Show every line in the material below in which the string "engine" appears.

_ _ _ _ _ _ _

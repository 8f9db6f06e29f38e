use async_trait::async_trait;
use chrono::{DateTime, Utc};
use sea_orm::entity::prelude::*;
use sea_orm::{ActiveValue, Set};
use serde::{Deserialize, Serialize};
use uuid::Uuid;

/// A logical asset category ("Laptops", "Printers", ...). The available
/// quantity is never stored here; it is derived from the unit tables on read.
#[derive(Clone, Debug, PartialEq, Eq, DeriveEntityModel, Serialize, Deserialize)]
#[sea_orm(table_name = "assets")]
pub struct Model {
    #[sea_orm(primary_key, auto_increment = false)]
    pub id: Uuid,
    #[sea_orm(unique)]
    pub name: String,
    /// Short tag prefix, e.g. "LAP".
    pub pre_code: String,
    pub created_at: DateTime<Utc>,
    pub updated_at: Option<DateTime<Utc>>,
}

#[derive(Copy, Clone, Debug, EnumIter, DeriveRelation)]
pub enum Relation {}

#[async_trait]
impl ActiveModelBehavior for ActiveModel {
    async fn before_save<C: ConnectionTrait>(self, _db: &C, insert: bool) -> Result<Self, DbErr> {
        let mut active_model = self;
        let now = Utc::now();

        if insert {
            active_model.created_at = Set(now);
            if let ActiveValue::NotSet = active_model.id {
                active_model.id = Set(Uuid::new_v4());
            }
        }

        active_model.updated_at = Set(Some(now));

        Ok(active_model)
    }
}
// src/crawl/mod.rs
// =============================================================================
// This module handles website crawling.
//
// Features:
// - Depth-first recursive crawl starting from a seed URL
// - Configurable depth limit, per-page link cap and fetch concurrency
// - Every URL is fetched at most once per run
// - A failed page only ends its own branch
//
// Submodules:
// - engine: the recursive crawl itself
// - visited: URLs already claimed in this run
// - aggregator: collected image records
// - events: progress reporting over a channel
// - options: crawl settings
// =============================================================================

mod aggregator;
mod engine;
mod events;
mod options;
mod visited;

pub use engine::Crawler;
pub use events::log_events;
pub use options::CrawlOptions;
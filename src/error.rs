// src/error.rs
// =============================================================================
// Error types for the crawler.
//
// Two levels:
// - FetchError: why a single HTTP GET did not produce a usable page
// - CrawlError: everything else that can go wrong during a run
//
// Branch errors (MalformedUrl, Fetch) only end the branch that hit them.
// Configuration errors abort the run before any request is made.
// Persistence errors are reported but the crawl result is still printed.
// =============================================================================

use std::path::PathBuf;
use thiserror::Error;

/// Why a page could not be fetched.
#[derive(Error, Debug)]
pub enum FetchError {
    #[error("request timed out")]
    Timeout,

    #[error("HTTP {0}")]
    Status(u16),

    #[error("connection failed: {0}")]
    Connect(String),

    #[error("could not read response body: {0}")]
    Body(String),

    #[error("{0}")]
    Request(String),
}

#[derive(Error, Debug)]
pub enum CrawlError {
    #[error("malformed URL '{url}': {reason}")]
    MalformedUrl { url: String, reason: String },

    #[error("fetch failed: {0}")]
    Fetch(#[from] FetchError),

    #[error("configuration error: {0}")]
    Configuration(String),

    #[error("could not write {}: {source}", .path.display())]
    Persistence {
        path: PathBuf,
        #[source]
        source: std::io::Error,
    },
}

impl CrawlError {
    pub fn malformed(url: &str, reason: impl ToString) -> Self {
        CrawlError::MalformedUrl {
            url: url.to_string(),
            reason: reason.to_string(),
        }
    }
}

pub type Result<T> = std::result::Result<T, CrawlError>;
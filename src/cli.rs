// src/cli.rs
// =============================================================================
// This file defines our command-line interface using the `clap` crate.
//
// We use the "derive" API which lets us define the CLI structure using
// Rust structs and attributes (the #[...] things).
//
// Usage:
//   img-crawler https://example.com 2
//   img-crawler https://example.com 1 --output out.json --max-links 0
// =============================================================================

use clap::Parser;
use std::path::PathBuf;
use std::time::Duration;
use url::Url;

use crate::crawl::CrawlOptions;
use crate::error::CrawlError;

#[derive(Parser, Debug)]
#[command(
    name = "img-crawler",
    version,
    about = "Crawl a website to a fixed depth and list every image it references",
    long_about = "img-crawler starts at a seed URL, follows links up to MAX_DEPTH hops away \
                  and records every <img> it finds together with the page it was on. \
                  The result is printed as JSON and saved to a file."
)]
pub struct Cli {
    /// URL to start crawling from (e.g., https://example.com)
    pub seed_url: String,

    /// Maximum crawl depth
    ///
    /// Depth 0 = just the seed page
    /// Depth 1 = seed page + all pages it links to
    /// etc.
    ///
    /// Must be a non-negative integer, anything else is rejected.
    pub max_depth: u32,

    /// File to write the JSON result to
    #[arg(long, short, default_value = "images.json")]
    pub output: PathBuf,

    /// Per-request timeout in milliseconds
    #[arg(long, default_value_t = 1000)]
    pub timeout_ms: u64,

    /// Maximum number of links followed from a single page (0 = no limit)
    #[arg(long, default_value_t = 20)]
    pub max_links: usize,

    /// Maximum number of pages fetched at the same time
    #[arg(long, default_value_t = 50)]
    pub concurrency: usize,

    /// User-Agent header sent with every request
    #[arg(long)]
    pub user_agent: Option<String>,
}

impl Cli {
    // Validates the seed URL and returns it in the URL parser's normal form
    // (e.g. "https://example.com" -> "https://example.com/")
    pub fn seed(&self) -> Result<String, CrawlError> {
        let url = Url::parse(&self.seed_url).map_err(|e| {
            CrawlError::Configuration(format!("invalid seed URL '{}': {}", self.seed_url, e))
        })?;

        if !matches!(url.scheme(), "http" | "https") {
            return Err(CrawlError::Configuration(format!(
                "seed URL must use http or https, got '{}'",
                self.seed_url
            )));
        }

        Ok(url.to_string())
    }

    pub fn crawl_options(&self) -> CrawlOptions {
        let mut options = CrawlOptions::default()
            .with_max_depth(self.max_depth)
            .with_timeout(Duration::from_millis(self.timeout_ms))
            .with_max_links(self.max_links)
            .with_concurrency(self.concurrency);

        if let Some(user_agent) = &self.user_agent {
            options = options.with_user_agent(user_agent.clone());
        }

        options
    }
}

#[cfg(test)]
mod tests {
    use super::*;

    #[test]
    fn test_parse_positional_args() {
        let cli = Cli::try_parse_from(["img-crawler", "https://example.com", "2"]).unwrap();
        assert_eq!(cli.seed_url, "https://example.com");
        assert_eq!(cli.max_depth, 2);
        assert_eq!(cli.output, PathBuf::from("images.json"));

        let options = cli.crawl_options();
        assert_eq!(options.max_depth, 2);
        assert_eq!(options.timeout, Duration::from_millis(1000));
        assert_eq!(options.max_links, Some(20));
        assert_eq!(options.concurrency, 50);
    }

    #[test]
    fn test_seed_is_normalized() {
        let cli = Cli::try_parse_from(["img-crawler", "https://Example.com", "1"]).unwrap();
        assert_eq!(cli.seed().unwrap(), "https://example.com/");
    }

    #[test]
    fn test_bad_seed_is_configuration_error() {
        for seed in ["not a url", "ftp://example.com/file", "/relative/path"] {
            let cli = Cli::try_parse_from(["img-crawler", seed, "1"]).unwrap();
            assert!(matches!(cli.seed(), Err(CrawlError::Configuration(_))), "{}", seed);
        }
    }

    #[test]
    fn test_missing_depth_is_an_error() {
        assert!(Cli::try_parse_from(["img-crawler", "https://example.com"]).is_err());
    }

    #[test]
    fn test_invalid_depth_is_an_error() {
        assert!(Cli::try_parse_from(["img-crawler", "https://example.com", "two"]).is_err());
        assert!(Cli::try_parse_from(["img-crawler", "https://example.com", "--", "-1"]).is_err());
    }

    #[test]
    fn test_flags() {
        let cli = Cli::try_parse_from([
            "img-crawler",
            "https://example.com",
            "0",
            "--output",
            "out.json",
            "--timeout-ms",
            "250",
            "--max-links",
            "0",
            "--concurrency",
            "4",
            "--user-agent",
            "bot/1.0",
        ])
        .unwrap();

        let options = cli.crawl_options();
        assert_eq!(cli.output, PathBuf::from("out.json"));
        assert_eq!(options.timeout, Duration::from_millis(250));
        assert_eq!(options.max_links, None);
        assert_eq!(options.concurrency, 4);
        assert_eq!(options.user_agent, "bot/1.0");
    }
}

_ _ _ _ _ _ _

◆ RESULT:
// - engine: the recursive crawl itself
mod engine;
pub use engine::Crawler;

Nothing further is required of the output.